Leí recientemente que es probable que muchos de los textos que se dicen anónimos, de muchas épocas, sean el nombre genérico de la exclusión de las mujeres. De eso se trata también este día; de desempolvar los anonimatos impuestos por el patriarcado.
Es día para que las mujeres no sean adjetivadas solo como flor, maravilla del dolor, belleza inmarchitable, ternura interminable, suspiro de esperanza, polen virtuoso, corazón del marido, lámpara que no se apaga en la noche, sonrisa en la mañana, vigilante de su casa, hacendosa. “Hermosuras” que deben ir entre comillas cuando se escriben fuera de la historia, cuando disimulan el golpe artero. ¿Cuántos poemas de amor no se habrán escrito después de una golpiza?

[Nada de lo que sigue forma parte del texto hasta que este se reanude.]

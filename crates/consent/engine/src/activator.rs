//! Sequential script activation
//!
//! A *pass* walks the registry from index 0 and activates every directive
//! whose consent condition holds. Inline directives activate synchronously.
//! A directive with an external source suspends the pass until the host
//! returns its [`LoadTicket`]; only then does the walk continue at the next
//! index. At most one external load is outstanding at any time.
//!
//! Activation requests that arrive while a pass is suspended are queued
//! and run in arrival order once the suspended pass completes. Each request
//! captures the accepted categories and snapshot it was made with.

use crate::host::{LoadOutcome, LoadTicket, ResourceHost};
use crate::registry::DirectiveRegistry;
use consent_types::{CategoryId, ConsentError, ConsentResult, ConsentSnapshot, ScriptDirective};
use std::collections::VecDeque;

/// Why a directive was activated
#[derive(Clone, Copy, Debug, PartialEq, Eq)]
pub enum ActivationTrigger {
    CategoryEnabled,
    ServiceEnabled,
    CategoryDisabled,
    ServiceDisabled,
}

/// Decide whether `directive` should activate for the given consent.
///
/// Disable-triggered directives only fire on an actual transition, never
/// merely because their scope is off.
pub fn activation_trigger(
    directive: &ScriptDirective,
    accepted_categories: &[CategoryId],
    snapshot: &ConsentSnapshot,
) -> Option<ActivationTrigger> {
    let category = directive.category();
    let category_accepted = accepted_categories.contains(category);

    match (directive.service(), directive.run_on_disable()) {
        (None, false) if category_accepted => Some(ActivationTrigger::CategoryEnabled),
        (Some(service), false) if snapshot.is_service_enabled(category, service) => {
            Some(ActivationTrigger::ServiceEnabled)
        }
        (None, true) if !category_accepted && snapshot.category_changed(category) => {
            Some(ActivationTrigger::CategoryDisabled)
        }
        (Some(service), true)
            if !snapshot.is_service_enabled(category, service)
                && snapshot.service_changed(category, service) =>
        {
            Some(ActivationTrigger::ServiceDisabled)
        }
        _ => None,
    }
}

/// Where the activator stands after a call
#[derive(Clone, Copy, Debug, PartialEq, Eq)]
pub enum PassStatus {
    /// No pass running
    Idle,
    /// Waiting for the external load of directive `index`
    Suspended { index: usize },
}

/// Outcome of an activation call
#[derive(Clone, Debug, PartialEq, Eq)]
pub struct ActivationReport {
    /// Directives activated during this call, in activation order
    pub activated: Vec<usize>,
    pub status: PassStatus,
    /// Requests waiting behind the current pass
    pub queued: usize,
}

impl ActivationReport {
    pub fn is_suspended(&self) -> bool {
        matches!(self.status, PassStatus::Suspended { .. })
    }
}

#[derive(Clone, Debug)]
struct ActivationRequest {
    accepted: Vec<CategoryId>,
    snapshot: ConsentSnapshot,
}

#[derive(Debug)]
struct ActivationPass {
    id: u64,
    request: ActivationRequest,
    next_index: usize,
    awaiting: Option<usize>,
}

enum PassStep {
    Suspended(usize),
    Finished,
}

/// Drives activation passes over a [`DirectiveRegistry`]
#[derive(Debug, Default)]
pub struct ScriptActivator {
    current: Option<ActivationPass>,
    queue: VecDeque<ActivationRequest>,
    next_pass_id: u64,
}

impl ScriptActivator {
    pub fn new() -> Self {
        Self::default()
    }

    pub fn status(&self) -> PassStatus {
        match self.current.as_ref().and_then(|p| p.awaiting) {
            Some(index) => PassStatus::Suspended { index },
            None => PassStatus::Idle,
        }
    }

    pub fn queued(&self) -> usize {
        self.queue.len()
    }

    /// Start a pass over `registry`.
    ///
    /// `explicit_accepted` overrides the snapshot's accepted categories,
    /// which is how defaults are honoured before the user has decided.
    pub fn activate_directives<H: ResourceHost>(
        &mut self,
        registry: &mut DirectiveRegistry,
        snapshot: &ConsentSnapshot,
        explicit_accepted: Option<&[CategoryId]>,
        host: &mut H,
    ) -> ConsentResult<ActivationReport> {
        let request = ActivationRequest {
            accepted: explicit_accepted
                .map(<[CategoryId]>::to_vec)
                .unwrap_or_else(|| snapshot.accepted_categories.clone()),
            snapshot: snapshot.clone(),
        };

        if self.current.is_some() {
            self.queue.push_back(request);
            tracing::debug!(queued = self.queue.len(), "Activation pass queued behind pending load");
            return Ok(ActivationReport {
                activated: Vec::new(),
                status: self.status(),
                queued: self.queue.len(),
            });
        }

        self.open_pass(request);
        self.drive(registry, host, Vec::new())
    }

    /// Deliver the settlement of an external load and continue the pass.
    pub fn resume<H: ResourceHost>(
        &mut self,
        ticket: LoadTicket,
        outcome: LoadOutcome,
        registry: &mut DirectiveRegistry,
        host: &mut H,
    ) -> ConsentResult<ActivationReport> {
        let pass = match self.current.as_mut() {
            Some(pass) if pass.id == ticket.pass && pass.awaiting == Some(ticket.index) => pass,
            _ => {
                tracing::warn!(index = ticket.index, "Load ticket does not match the pending load");
                return Err(ConsentError::StaleTicket {
                    index: ticket.index,
                });
            }
        };

        match &outcome {
            LoadOutcome::Loaded => {
                tracing::debug!(index = ticket.index, pass = pass.id, "External script loaded")
            }
            LoadOutcome::Failed { reason } => tracing::warn!(
                index = ticket.index,
                pass = pass.id,
                %reason,
                "External script failed to load, continuing"
            ),
        }
        pass.awaiting = None;

        self.drive(registry, host, Vec::new())
    }

    fn open_pass(&mut self, request: ActivationRequest) {
        let id = self.next_pass_id;
        self.next_pass_id += 1;
        tracing::debug!(pass = id, accepted = ?request.accepted, "Activation pass started");
        self.current = Some(ActivationPass {
            id,
            request,
            next_index: 0,
            awaiting: None,
        });
    }

    fn drive<H: ResourceHost>(
        &mut self,
        registry: &mut DirectiveRegistry,
        host: &mut H,
        mut activated: Vec<usize>,
    ) -> ConsentResult<ActivationReport> {
        while let Some(pass) = self.current.as_mut() {
            match step(pass, registry, host, &mut activated) {
                Ok(PassStep::Suspended(index)) => {
                    return Ok(ActivationReport {
                        activated,
                        status: PassStatus::Suspended { index },
                        queued: self.queue.len(),
                    });
                }
                Ok(PassStep::Finished) => {
                    tracing::info!(
                        pass = pass.id,
                        executed = registry.executed_count(),
                        total = registry.len(),
                        "Activation pass completed"
                    );
                    self.current = None;
                    if let Some(next) = self.queue.pop_front() {
                        self.open_pass(next);
                    }
                }
                Err(err) => {
                    tracing::error!(error = %err, "Activation pass aborted");
                    self.current = None;
                    self.queue.clear();
                    return Err(err);
                }
            }
        }

        Ok(ActivationReport {
            activated,
            status: PassStatus::Idle,
            queued: 0,
        })
    }
}

fn step<H: ResourceHost>(
    pass: &mut ActivationPass,
    registry: &mut DirectiveRegistry,
    host: &mut H,
    activated: &mut Vec<usize>,
) -> ConsentResult<PassStep> {
    while pass.next_index < registry.len() {
        let index = pass.next_index;
        pass.next_index += 1;

        let Some(directive) = registry.get(index) else {
            break;
        };
        if directive.is_executed() {
            continue;
        }
        let Some(trigger) =
            activation_trigger(directive, &pass.request.accepted, &pass.request.snapshot)
        else {
            continue;
        };

        let resource = directive.materialize();
        let placeholder = directive.placeholder().clone();
        let external = resource.is_external();

        registry.mark_executed(index);
        activated.push(index);
        tracing::info!(index, %placeholder, ?trigger, external, "Activating script directive");

        let handle = host
            .create_active_resource(&placeholder, resource)
            .map_err(|source| ConsentError::Host { index, source })?;

        if external {
            pass.awaiting = Some(index);
            host.on_load_settled(
                handle,
                LoadTicket {
                    pass: pass.id,
                    index,
                },
            );
            return Ok(PassStep::Suspended(index));
        }
    }

    Ok(PassStep::Finished)
}
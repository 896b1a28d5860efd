use crate::error::{ChatError, Result};

pub trait ResultExt<T> {
    fn context(self, msg: impl Into<String>) -> Result<T>;
    fn with_context<F>(self, f: F) -> Result<T>
    where
        F: FnOnce() -> String;
}

impl<T, E> ResultExt<T> for std::result::Result<T, E>
where
    E: Into<ChatError>,
{
    fn context(self, msg: impl Into<String>) -> Result<T> {
        self.map_err(|e| ChatError::Context {
            message: msg.into(),
            source: Box::new(e.into()),
        })
    }

    fn with_context<F>(self, f: F) -> Result<T>
    where
        F: FnOnce() -> String,
    {
        self.map_err(|e| ChatError::Context {
            message: f(),
            source: Box::new(e.into()),
        })
    }
}
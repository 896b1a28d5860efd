use crate::api::Session;
use crate::chat::{EntryId, EntryStatus, MessageEntry, Sender};
use crate::error::ChatError;
use colored::Colorize;
use crossterm::terminal::{Clear, ClearType};
use crossterm::Command;
use std::io::{self, Write};

/// Message severity levels for consistent UI feedback
#[derive(Debug, Clone, Copy, PartialEq)]
pub enum MessageSeverity {
    /// Recoverable issues, non-critical problems
    Warning,
    /// Actual failures (network, IO, config)
    Error,
    Info,
    Success,
}

impl MessageSeverity {
    pub fn prefix(&self) -> colored::ColoredString {
        match self {
            Self::Warning => "Warning:".bright_yellow().bold(),
            Self::Error => "Error:".bright_red().bold(),
            Self::Info => "Info:".bright_cyan().bold(),
            Self::Success => "Success:".bright_green().bold(),
        }
    }
}

fn user_header() -> colored::ColoredString {
    "λ>".bright_green().bold()
}

fn bot_header() -> colored::ColoredString {
    "Concierge:".bright_blue().bold()
}

/// UI utilities for displaying messages and formatting
pub struct UI;

impl UI {
    pub fn print_message(severity: MessageSeverity, message: &str) {
        eprintln!("{} {}", severity.prefix(), message);
    }

    pub fn print_warning(message: &str) {
        Self::print_message(MessageSeverity::Warning, message);
    }

    pub fn print_error(message: &str) {
        Self::print_message(MessageSeverity::Error, message);
    }

    pub fn print_info(message: &str) {
        Self::print_message(MessageSeverity::Info, message);
    }

    pub fn print_success(message: &str) {
        Self::print_message(MessageSeverity::Success, message);
    }

    pub fn print_error_with_hint(error: &ChatError) {
        eprintln!("{} {}", MessageSeverity::Error.prefix(), error);
        if let Some(hint) = error.hint() {
            eprintln!("  {} {}", "Hint:".bright_cyan(), hint);
        }
    }

    pub fn print_welcome(session: Option<&Session>) {
        println!("{}", "Concierge - Hotel Assistant".bright_cyan().bold());
        if let Some(session) = session {
            println!(
                "{} {}",
                "Session:".bright_green(),
                session.display_title().dimmed()
            );
        }
        println!("{}", "Type your message or '/exit' to quit.".dimmed());
        println!("{}", "Type '/history' to list your chats.".dimmed());
        println!("{}", "Type '/open <n>' to switch to a listed chat.".dimmed());
        println!("{}", "Type '/new' to start a new chat.".dimmed());
        println!();
    }

    pub fn print_goodbye() {
        println!("{}", "Goodbye!".bright_cyan());
    }

    pub fn print_user_prompt(text: &str) {
        println!("{} {}", user_header(), text);
        println!();
    }

    pub fn display_history(session: &Session, entries: &[MessageEntry]) {
        if entries.is_empty() {
            println!("{}", "Note: No messages in this chat yet.".dimmed());
            println!();
            return;
        }

        println!("{}", "═".repeat(80).bright_cyan());
        println!(
            "{} {}",
            "Previous Conversation:".bright_cyan().bold(),
            session.display_title()
        );
        println!("{}", "═".repeat(80).bright_cyan());
        println!();

        for entry in entries {
            print!("{}", render_complete(entry));
        }

        println!("{}", "═".repeat(80).bright_cyan());
        println!();
    }
}

fn render_complete(entry: &MessageEntry) -> String {
    match (entry.sender, entry.status) {
        (Sender::User, _) => format!("{} {}\n\n", user_header(), entry.text),
        (Sender::Bot, EntryStatus::Error) => {
            format!("{}\n{}\n\n", bot_header(), entry.text.bright_red())
        }
        (Sender::Bot, _) => format!("{}\n{}\n\n", bot_header(), entry.text),
    }
}

fn clear_line(out: &mut String) {
    out.push('\r');
    let _ = Clear(ClearType::CurrentLine).write_ansi(out);
}

#[derive(Debug)]
enum OpenEntry {
    Placeholder { id: EntryId, text: String },
    Streaming { id: EntryId, printed: usize },
}

/// Turns successive timeline snapshots into terminal output.
///
/// Each call to [`render`](Self::render) returns only what changed since the
/// previous call. User entries are never echoed; the prompt already shows them.
#[derive(Debug, Default)]
pub struct TranscriptPrinter {
    done: usize,
    open: Option<OpenEntry>,
}

impl TranscriptPrinter {
    pub fn new() -> Self {
        Self::default()
    }

    /// Treats the first `len` entries as already on screen.
    pub fn skip_to(&mut self, len: usize) {
        self.done = len;
        self.open = None;
    }

    pub fn render(&mut self, entries: &[MessageEntry]) -> String {
        let mut out = String::new();

        if entries.len() < self.done {
            self.skip_to(entries.len());
        }

        if let Some(OpenEntry::Placeholder { id, .. }) = &self.open {
            let still_pending = entries[self.done..]
                .iter()
                .any(|e| e.id == *id && e.status == EntryStatus::Pending);
            if !still_pending {
                clear_line(&mut out);
                self.open = None;
            }
        }

        for entry in &entries[self.done..] {
            match (entry.sender, entry.status) {
                (Sender::User, _) => {
                    self.done += 1;
                }
                (Sender::Bot, EntryStatus::Pending) => {
                    let unchanged = matches!(
                        &self.open,
                        Some(OpenEntry::Placeholder { id, text }) if *id == entry.id && *text == entry.text
                    );
                    if !unchanged {
                        clear_line(&mut out);
                        out.push_str(&entry.text.dimmed().to_string());
                        self.open = Some(OpenEntry::Placeholder {
                            id: entry.id,
                            text: entry.text.clone(),
                        });
                    }
                    break;
                }
                (Sender::Bot, EntryStatus::Streaming) => {
                    let printed = self.begin_reply(entry.id, &mut out);
                    let delta: String = entry.text.chars().skip(printed).collect();
                    out.push_str(&delta);
                    self.open = Some(OpenEntry::Streaming {
                        id: entry.id,
                        printed: printed + delta.chars().count(),
                    });
                    break;
                }
                (Sender::Bot, EntryStatus::Error) => {
                    if self.streaming_id() == Some(entry.id) {
                        out.push('\n');
                    }
                    self.begin_reply(entry.id, &mut out);
                    out.push_str(&entry.text.bright_red().to_string());
                    out.push_str("\n\n");
                    self.open = None;
                    self.done += 1;
                }
                (Sender::Bot, EntryStatus::Final) => {
                    let printed = self.begin_reply(entry.id, &mut out);
                    out.extend(entry.text.chars().skip(printed));
                    out.push_str("\n\n");
                    self.open = None;
                    self.done += 1;
                }
            }
        }

        out
    }

    fn streaming_id(&self) -> Option<EntryId> {
        match self.open {
            Some(OpenEntry::Streaming { id, .. }) => Some(id),
            _ => None,
        }
    }

    /// Writes the reply header unless `id` is already open; returns chars already shown.
    fn begin_reply(&mut self, id: EntryId, out: &mut String) -> usize {
        match self.open.take() {
            Some(OpenEntry::Streaming { id: open_id, printed }) if open_id == id => printed,
            open => {
                if matches!(open, Some(OpenEntry::Placeholder { .. })) {
                    clear_line(out);
                }
                out.push_str(&format!("{}\n", bot_header()));
                0
            }
        }
    }
}

pub fn flush_stdout() {
    let _ = io::stdout().flush();
}

#[cfg(test)]
mod tests {
    use super::*;

    fn bot(text: &str, status: EntryStatus) -> MessageEntry {
        MessageEntry::new(Sender::Bot, text, status)
    }

    fn with_status(entry: &MessageEntry, text: &str, status: EntryStatus) -> MessageEntry {
        let mut next = entry.clone();
        next.text = text.to_string();
        next.status = status;
        next
    }

    #[test]
    fn test_reveal_prints_only_deltas() {
        let mut printer = TranscriptPrinter::new();
        let user = MessageEntry::user("hey");
        let pending = bot("Thinking...", EntryStatus::Pending);

        let out = printer.render(&[user.clone(), pending.clone()]);
        assert!(out.contains("Thinking..."));
        assert!(!out.contains("hey"));

        let streaming = with_status(&pending, "Hel", EntryStatus::Streaming);
        let out = printer.render(&[user.clone(), streaming.clone()]);
        assert!(out.contains("Concierge:"));
        assert!(out.ends_with("Hel"));

        let streaming = with_status(&pending, "Hello th", EntryStatus::Streaming);
        let out = printer.render(&[user.clone(), streaming]);
        assert_eq!(out, "lo th");

        let done = with_status(&pending, "Hello there", EntryStatus::Final);
        let out = printer.render(&[user.clone(), done.clone()]);
        assert_eq!(out, "ere\n\n");

        assert_eq!(printer.render(&[user, done]), "");
    }

    #[test]
    fn test_placeholder_redrawn_only_on_change() {
        let mut printer = TranscriptPrinter::new();
        let pending = bot("Thinking", EntryStatus::Pending);

        assert!(!printer.render(&[pending.clone()]).is_empty());
        assert!(printer.render(&[pending.clone()]).is_empty());

        let dotted = with_status(&pending, "Thinking.", EntryStatus::Pending);
        assert!(printer.render(&[dotted]).contains("Thinking."));
    }

    #[test]
    fn test_error_replaces_placeholder() {
        let mut printer = TranscriptPrinter::new();
        let user = MessageEntry::user("hi");
        printer.render(&[user.clone(), bot("Thinking...", EntryStatus::Pending)]);

        let error = bot("Network error. Please check your connection.", EntryStatus::Error);
        let out = printer.render(&[user, error]);
        assert!(out.starts_with('\r'));
        assert!(out.contains("Network error"));
        assert!(!out.contains("Thinking"));
    }

    #[test]
    fn test_removed_placeholder_is_cleared() {
        let mut printer = TranscriptPrinter::new();
        let user = MessageEntry::user("hi");
        printer.render(&[user.clone(), bot("Thinking...", EntryStatus::Pending)]);

        let out = printer.render(&[user]);
        assert!(out.starts_with('\r'));
        assert_eq!(printer.render(&[]), "");
    }

    #[test]
    fn test_skip_to_ignores_history() {
        let mut printer = TranscriptPrinter::new();
        let history = vec![MessageEntry::user("old"), bot("old reply", EntryStatus::Final)];
        printer.skip_to(history.len());
        assert_eq!(printer.render(&history), "");

        let mut next = history.clone();
        next.push(bot("fresh", EntryStatus::Final));
        assert!(printer.render(&next).contains("fresh"));
    }
}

Comprendí que la política también sabe de poesía y que ninguna palabra es neutral, sin contexto. Hay belleza cuando, desde la justeza histórica, se coloca al lado de la mujer los adjetivos desobediente, rebelde, indignada, revolucionaria, corajuda, digna, amadora de sí, insolente, guerrera. Hay poesía en el acto de asumir el cuerpo como territorio político. Cuerpo individual, cuerpo colectivo en proceso de liberación.
En este día, como han de ser todos los días, hay que pedir perdón públicamente “por todas las mujeres a las que les fueron quitados sus nombres, sus logros, su fe, su linaje, su herencia de muchos de los libros sagrados e históricos. Nombrarlas y verlas hoy me sana”, digo con Suzy Landa.
También pidamos perdón a las mujeres de la casa, del trabajo, de la vida, del camino. A esas mujeres-espejo que, con voz clara, o silencio paciente, nos han dicho: ¡Basta!
Hoy es día de celebrar, de reconocer, de resarcir, de concientizar, sí. Pero igualmente de agradecer por las exigencias políticas, morales y afectivas que ellas, con su combate sin límites, con su determinación sin quiebres, con su creación heroica, hacen para que nuestras relaciones sean individualmente libres y socialmente iguales, parafraseando a la Rosa roja.
He aprendido en el camino que las mujeres blanden poesía y política como instrumental definitivo contra la deshumanización. Son, cuando luchan a toda conciencia, la rebeldía de la ternura. Son la dimensión de la libertad que jura la soberanía del amor en el camino de la igualdad. Libertad que paren mil veces en las entrañas de la historia.